▶ [Directions]
The first line of the entries below, the line containing "isbn = COALESCE($4, isbn), \", and every line between them should be repeated exactly, and nothing else.
[[ Provided records open ]]
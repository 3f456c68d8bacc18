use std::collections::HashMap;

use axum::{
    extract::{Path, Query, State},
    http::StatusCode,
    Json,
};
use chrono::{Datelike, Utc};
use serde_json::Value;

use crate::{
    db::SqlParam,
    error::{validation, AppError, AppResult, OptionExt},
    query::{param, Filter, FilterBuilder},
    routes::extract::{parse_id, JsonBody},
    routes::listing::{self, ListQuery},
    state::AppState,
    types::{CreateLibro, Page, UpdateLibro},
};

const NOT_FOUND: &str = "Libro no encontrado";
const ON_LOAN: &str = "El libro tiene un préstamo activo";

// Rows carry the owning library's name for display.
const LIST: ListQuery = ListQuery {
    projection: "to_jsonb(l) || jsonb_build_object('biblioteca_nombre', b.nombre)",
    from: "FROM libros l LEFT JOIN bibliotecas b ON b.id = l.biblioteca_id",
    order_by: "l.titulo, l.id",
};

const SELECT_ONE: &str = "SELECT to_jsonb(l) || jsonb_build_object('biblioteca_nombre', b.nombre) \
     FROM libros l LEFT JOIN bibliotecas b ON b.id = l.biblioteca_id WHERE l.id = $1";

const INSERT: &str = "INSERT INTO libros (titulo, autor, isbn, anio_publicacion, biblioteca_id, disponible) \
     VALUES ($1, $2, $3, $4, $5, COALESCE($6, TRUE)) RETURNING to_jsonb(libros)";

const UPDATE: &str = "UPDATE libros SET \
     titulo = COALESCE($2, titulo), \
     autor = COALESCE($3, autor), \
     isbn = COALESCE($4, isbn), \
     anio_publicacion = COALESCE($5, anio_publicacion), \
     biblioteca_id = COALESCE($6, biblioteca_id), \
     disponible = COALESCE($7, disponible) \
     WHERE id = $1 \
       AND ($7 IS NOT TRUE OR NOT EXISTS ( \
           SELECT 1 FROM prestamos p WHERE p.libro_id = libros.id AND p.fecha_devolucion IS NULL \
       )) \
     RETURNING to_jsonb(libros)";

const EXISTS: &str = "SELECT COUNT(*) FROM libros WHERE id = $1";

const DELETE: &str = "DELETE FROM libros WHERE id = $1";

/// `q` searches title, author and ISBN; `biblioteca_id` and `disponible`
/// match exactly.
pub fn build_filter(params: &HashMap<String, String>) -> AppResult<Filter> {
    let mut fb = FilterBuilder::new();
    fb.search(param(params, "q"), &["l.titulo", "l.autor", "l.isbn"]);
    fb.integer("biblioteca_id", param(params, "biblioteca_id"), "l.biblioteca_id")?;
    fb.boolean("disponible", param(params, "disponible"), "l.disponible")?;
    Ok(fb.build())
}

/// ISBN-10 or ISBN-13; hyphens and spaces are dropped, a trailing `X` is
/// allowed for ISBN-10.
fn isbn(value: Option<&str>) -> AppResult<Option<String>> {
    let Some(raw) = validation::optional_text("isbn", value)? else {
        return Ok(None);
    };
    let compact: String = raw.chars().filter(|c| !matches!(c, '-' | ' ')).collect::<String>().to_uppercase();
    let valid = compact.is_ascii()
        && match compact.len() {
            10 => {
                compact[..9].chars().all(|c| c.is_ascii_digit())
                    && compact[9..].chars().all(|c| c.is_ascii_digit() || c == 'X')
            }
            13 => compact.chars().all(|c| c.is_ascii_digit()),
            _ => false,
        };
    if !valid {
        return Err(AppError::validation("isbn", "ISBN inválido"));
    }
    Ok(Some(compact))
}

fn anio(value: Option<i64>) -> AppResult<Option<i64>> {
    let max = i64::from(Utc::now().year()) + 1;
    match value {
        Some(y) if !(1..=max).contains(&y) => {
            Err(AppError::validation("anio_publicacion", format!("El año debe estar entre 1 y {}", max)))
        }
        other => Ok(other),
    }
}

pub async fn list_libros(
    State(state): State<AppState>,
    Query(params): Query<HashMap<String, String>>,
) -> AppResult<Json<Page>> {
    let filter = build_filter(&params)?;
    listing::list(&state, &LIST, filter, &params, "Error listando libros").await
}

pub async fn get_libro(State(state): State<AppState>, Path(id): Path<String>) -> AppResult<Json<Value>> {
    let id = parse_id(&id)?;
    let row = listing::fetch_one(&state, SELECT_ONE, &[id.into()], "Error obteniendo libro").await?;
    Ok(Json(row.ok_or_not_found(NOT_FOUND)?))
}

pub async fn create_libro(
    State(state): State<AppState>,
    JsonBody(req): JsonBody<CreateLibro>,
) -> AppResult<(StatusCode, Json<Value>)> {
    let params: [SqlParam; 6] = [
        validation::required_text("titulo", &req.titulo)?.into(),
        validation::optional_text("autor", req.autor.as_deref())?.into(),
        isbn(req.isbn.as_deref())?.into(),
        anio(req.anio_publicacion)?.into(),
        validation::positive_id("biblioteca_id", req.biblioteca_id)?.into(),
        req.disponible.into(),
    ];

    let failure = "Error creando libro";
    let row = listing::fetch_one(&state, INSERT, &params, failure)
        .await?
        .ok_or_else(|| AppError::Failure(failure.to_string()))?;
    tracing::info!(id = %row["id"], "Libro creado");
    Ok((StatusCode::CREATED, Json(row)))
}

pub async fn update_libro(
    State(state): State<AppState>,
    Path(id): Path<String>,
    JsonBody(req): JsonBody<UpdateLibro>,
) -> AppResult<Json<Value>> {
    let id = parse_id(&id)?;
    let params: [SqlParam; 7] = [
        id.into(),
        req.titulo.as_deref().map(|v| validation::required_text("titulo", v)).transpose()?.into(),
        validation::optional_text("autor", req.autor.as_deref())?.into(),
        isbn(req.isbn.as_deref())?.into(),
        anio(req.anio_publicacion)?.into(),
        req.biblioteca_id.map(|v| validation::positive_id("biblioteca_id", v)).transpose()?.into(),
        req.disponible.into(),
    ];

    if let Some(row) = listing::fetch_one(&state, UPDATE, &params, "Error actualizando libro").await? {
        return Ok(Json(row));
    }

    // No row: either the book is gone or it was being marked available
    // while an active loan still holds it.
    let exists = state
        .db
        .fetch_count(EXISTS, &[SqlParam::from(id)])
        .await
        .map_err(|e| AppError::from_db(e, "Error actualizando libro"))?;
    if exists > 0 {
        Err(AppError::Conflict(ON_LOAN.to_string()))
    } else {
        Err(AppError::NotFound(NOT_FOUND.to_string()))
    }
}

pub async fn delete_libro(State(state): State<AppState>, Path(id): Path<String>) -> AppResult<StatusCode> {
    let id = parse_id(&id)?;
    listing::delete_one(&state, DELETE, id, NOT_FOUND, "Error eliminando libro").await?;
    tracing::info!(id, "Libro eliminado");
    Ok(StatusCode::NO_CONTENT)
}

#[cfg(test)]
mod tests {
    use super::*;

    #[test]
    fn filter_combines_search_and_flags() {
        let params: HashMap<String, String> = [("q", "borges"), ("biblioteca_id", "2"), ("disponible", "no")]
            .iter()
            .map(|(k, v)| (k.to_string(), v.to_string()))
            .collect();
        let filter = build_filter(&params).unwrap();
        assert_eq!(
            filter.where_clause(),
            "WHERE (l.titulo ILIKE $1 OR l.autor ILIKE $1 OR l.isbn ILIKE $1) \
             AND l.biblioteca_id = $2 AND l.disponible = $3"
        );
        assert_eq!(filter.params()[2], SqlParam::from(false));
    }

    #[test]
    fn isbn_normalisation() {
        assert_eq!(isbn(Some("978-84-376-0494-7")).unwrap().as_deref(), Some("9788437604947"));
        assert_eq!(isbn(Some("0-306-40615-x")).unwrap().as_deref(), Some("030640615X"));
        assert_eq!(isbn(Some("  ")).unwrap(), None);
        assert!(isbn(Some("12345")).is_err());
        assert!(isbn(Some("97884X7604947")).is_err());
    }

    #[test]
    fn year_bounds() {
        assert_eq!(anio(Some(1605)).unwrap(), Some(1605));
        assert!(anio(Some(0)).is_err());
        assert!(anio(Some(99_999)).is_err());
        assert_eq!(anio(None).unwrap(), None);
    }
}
[[ Provided records closed ]]
▶ [Result below]
repository 3f456c68d8bacc18
use std::collections::HashMap;

use axum::{
    extract::{Path, Query, State},
    http::StatusCode,
    Json,
};
use chrono::{Datelike, Utc};
use serde_json::Value;

use crate::{
    db::SqlParam,
    error::{validation, AppError, AppResult, OptionExt},
    query::{param, Filter, FilterBuilder},
    routes::extract::{parse_id, JsonBody},
    routes::listing::{self, ListQuery},
    state::AppState,
    types::{CreateLibro, Page, UpdateLibro},
};

const NOT_FOUND: &str = "Libro no encontrado";
const ON_LOAN: &str = "El libro tiene un préstamo activo";

// Rows carry the owning library's name for display.
const LIST: ListQuery = ListQuery {
    projection: "to_jsonb(l) || jsonb_build_object('biblioteca_nombre', b.nombre)",
    from: "FROM libros l LEFT JOIN bibliotecas b ON b.id = l.biblioteca_id",
    order_by: "l.titulo, l.id",
};

const SELECT_ONE: &str = "SELECT to_jsonb(l) || jsonb_build_object('biblioteca_nombre', b.nombre) \
     FROM libros l LEFT JOIN bibliotecas b ON b.id = l.biblioteca_id WHERE l.id = $1";

const INSERT: &str = "INSERT INTO libros (titulo, autor, isbn, anio_publicacion, biblioteca_id, disponible) \
     VALUES ($1, $2, $3, $4, $5, COALESCE($6, TRUE)) RETURNING to_jsonb(libros)";

const UPDATE: &str = "UPDATE libros SET \
     titulo = COALESCE($2, titulo), \
     autor = COALESCE($3, autor), \
     isbn = COALESCE($4, isbn), \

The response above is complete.